Assigned task
For each line of the listing that includes the word "writeln", show the whole line.

%%

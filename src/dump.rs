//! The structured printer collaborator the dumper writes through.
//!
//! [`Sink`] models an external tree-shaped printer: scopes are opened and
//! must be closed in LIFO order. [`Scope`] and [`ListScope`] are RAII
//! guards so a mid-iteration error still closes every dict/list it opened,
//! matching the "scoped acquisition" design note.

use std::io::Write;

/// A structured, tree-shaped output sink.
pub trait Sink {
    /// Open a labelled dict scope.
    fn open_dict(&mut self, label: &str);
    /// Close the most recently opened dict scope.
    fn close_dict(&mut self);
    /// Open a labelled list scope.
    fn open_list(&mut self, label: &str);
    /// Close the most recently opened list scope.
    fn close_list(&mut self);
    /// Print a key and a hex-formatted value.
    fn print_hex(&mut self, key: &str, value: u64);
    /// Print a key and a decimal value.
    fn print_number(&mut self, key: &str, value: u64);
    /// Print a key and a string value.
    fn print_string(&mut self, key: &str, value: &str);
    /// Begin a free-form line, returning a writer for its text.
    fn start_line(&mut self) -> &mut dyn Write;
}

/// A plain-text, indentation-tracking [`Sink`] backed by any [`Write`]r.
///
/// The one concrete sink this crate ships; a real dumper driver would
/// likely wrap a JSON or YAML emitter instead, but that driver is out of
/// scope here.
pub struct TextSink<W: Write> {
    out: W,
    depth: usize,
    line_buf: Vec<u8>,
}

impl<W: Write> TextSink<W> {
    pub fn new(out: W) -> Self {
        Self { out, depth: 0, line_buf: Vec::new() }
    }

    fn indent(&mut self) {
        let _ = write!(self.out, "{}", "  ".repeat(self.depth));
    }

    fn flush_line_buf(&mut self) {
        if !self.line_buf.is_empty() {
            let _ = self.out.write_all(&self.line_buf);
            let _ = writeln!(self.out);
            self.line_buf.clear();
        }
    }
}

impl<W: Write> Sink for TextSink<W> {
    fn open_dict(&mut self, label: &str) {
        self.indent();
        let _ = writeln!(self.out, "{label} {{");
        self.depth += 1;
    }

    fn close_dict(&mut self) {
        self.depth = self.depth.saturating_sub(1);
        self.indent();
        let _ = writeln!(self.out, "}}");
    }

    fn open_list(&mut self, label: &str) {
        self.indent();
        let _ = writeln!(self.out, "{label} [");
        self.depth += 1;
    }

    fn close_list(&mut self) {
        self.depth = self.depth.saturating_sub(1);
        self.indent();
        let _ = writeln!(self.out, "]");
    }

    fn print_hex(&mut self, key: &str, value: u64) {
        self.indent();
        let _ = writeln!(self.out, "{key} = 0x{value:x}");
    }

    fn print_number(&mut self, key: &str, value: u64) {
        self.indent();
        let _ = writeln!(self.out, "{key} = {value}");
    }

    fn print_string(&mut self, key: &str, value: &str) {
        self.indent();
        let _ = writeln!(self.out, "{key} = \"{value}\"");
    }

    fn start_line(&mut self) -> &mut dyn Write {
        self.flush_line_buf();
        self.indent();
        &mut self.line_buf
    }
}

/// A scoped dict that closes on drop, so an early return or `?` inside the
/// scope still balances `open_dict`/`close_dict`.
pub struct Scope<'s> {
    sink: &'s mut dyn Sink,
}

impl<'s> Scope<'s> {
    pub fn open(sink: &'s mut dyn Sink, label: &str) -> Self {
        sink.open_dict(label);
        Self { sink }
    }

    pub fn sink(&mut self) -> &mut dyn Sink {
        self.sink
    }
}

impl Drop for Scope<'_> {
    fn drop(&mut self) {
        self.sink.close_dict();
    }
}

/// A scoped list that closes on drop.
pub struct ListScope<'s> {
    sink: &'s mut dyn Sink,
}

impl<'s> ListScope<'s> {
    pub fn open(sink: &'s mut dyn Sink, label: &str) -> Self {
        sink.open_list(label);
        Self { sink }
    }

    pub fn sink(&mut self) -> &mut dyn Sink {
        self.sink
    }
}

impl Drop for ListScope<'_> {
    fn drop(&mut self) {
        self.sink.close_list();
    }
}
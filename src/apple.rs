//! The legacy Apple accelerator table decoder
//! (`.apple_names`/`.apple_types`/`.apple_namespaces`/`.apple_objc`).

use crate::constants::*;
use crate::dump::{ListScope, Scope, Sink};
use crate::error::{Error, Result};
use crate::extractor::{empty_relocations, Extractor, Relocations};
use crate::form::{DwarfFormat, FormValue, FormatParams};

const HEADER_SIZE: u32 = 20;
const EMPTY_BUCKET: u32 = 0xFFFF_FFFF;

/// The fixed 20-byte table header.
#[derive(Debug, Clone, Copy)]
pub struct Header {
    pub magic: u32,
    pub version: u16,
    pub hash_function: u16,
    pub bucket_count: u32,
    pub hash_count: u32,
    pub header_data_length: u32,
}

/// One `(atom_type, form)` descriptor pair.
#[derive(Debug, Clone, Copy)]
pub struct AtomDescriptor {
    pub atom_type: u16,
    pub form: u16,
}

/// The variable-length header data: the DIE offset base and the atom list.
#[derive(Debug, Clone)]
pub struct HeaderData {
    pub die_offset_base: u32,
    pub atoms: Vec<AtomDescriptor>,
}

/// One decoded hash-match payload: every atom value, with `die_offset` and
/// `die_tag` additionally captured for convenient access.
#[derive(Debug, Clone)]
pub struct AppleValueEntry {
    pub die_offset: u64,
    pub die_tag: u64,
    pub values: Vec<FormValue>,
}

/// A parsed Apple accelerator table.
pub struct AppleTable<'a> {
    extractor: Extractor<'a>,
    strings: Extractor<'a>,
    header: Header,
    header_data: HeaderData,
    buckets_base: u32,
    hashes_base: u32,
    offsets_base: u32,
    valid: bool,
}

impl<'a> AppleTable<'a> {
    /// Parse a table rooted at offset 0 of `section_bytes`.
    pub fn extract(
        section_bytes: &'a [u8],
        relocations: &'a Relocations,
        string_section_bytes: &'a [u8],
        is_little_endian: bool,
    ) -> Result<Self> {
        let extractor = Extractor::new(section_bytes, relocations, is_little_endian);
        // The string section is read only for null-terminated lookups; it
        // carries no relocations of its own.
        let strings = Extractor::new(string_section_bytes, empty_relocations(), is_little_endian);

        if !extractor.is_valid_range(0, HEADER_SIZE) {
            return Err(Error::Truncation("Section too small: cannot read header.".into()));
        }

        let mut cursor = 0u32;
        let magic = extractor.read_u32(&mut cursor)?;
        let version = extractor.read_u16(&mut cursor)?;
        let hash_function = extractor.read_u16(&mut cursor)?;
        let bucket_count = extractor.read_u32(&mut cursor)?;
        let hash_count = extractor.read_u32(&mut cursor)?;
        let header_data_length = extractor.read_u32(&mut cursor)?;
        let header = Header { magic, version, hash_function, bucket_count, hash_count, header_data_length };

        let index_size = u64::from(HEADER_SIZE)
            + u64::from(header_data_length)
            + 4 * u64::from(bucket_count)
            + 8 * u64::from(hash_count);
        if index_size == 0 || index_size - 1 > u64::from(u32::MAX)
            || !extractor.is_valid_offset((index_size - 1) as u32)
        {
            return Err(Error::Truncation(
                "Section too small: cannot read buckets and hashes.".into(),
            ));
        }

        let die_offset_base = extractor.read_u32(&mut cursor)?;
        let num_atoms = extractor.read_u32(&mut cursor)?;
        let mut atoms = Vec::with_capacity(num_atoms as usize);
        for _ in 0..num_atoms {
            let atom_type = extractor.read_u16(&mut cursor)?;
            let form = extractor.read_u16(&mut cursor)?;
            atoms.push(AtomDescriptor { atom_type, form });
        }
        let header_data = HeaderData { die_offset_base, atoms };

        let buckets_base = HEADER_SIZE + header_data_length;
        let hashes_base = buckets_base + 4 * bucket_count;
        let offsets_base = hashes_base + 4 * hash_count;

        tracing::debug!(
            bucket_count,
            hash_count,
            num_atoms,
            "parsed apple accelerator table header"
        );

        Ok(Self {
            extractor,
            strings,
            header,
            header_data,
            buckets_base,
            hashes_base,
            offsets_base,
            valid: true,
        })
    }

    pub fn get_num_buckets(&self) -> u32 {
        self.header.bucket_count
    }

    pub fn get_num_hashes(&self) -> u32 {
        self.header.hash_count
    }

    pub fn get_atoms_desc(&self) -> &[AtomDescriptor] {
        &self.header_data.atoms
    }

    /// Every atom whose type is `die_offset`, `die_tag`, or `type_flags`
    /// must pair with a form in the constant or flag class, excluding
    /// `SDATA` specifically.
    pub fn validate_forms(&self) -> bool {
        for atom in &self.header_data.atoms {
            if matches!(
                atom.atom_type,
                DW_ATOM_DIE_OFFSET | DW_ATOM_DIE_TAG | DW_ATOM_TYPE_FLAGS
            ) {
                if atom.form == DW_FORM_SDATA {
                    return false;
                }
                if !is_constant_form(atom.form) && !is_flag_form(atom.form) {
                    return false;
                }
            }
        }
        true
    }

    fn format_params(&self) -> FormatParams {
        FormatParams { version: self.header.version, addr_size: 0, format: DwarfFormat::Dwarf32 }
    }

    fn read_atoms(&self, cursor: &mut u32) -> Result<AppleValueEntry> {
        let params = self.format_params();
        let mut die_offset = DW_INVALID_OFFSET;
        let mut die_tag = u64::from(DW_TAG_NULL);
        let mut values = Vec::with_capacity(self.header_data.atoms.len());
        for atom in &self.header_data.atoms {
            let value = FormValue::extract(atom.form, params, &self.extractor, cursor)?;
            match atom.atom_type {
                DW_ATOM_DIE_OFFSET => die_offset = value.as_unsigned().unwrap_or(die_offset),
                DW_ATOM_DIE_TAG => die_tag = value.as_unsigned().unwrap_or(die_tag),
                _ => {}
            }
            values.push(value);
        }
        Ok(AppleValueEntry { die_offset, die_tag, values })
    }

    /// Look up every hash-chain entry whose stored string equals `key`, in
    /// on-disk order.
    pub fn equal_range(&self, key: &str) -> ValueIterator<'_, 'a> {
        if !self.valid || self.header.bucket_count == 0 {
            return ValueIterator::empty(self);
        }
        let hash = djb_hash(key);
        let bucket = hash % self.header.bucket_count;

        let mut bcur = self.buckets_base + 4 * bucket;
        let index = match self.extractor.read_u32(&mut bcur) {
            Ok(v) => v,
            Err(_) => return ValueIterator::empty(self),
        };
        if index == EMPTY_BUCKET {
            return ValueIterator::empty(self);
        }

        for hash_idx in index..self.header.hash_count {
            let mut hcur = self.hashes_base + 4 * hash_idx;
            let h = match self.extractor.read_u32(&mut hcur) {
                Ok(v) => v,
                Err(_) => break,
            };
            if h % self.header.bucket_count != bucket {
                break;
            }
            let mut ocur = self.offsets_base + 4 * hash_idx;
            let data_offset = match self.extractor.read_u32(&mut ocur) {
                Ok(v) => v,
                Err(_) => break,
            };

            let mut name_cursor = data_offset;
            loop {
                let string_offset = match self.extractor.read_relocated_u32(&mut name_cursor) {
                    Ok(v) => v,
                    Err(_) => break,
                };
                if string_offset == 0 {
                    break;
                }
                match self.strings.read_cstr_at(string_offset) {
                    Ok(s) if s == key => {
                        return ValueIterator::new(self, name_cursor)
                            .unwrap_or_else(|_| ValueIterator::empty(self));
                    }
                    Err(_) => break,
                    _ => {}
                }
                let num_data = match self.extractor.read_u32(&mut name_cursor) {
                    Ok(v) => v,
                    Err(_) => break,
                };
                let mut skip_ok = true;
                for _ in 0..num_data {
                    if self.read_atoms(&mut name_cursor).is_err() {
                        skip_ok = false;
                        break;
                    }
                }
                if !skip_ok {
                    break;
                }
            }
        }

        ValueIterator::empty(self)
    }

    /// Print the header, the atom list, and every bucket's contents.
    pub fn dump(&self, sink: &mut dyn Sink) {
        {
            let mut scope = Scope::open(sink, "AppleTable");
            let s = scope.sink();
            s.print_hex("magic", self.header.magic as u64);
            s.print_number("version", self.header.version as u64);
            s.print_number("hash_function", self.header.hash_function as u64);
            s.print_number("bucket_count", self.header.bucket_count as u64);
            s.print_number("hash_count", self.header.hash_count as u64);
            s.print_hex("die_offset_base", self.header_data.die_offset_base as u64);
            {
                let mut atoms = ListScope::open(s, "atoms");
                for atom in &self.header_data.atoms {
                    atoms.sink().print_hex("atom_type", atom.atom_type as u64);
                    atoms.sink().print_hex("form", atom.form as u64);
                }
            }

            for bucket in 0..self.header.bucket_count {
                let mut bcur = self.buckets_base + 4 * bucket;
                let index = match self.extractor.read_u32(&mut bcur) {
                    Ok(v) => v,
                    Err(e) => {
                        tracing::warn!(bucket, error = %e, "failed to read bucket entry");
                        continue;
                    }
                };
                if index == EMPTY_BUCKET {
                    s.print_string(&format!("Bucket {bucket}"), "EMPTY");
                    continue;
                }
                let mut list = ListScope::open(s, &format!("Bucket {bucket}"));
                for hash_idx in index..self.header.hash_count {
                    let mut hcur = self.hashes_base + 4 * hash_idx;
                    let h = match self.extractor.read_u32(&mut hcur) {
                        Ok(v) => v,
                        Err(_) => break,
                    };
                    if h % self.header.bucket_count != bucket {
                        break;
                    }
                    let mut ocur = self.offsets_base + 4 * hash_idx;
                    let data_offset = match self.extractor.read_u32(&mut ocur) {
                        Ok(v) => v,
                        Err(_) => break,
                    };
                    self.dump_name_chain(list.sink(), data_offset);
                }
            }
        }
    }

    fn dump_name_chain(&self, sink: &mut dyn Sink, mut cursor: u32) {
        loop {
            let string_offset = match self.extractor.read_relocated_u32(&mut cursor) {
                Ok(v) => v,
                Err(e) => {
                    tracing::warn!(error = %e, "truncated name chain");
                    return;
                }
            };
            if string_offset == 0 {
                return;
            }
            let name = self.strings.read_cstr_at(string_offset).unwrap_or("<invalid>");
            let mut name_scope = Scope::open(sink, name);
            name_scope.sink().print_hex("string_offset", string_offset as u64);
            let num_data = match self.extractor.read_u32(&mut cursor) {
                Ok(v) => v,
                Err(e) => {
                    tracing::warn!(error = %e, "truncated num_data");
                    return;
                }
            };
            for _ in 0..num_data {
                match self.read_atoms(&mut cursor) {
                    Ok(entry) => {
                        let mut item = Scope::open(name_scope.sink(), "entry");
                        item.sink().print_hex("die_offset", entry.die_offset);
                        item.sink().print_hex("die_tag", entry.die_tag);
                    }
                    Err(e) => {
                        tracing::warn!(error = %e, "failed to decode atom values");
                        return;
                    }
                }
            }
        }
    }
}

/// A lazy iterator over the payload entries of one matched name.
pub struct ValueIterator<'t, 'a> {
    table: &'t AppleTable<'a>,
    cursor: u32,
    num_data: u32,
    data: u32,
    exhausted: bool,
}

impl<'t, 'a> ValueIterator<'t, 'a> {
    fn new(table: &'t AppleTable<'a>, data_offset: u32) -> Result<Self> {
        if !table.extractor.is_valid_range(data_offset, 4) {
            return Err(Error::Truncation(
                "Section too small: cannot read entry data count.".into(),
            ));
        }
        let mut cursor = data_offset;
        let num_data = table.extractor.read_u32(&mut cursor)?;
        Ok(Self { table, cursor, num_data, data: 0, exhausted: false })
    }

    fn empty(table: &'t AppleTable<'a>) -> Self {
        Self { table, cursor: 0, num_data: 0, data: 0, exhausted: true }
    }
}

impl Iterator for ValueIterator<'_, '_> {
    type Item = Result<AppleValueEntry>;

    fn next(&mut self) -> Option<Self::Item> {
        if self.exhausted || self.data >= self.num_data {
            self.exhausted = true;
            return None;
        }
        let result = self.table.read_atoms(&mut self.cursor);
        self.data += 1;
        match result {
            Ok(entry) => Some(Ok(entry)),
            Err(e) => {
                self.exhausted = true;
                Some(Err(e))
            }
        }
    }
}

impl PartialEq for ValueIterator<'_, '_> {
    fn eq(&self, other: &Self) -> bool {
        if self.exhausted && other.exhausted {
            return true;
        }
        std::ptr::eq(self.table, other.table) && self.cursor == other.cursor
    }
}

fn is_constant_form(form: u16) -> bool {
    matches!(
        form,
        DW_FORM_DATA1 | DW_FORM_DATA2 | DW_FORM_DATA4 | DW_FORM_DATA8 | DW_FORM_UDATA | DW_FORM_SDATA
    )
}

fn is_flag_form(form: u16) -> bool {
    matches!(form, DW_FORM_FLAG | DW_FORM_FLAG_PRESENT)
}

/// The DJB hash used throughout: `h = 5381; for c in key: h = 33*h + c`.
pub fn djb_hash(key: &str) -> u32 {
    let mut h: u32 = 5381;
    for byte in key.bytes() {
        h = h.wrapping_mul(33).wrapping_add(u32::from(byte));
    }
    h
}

%%

Answer to the exercise
            let _ = writeln!(self.out);
        let _ = writeln!(self.out, "{label} {{");
        let _ = writeln!(self.out, "}}");
        let _ = writeln!(self.out, "{label} [");
        let _ = writeln!(self.out, "]");
        let _ = writeln!(self.out, "{key} = 0x{value:x}");
        let _ = writeln!(self.out, "{key} = {value}");
        let _ = writeln!(self.out, "{key} = \"{value}\"");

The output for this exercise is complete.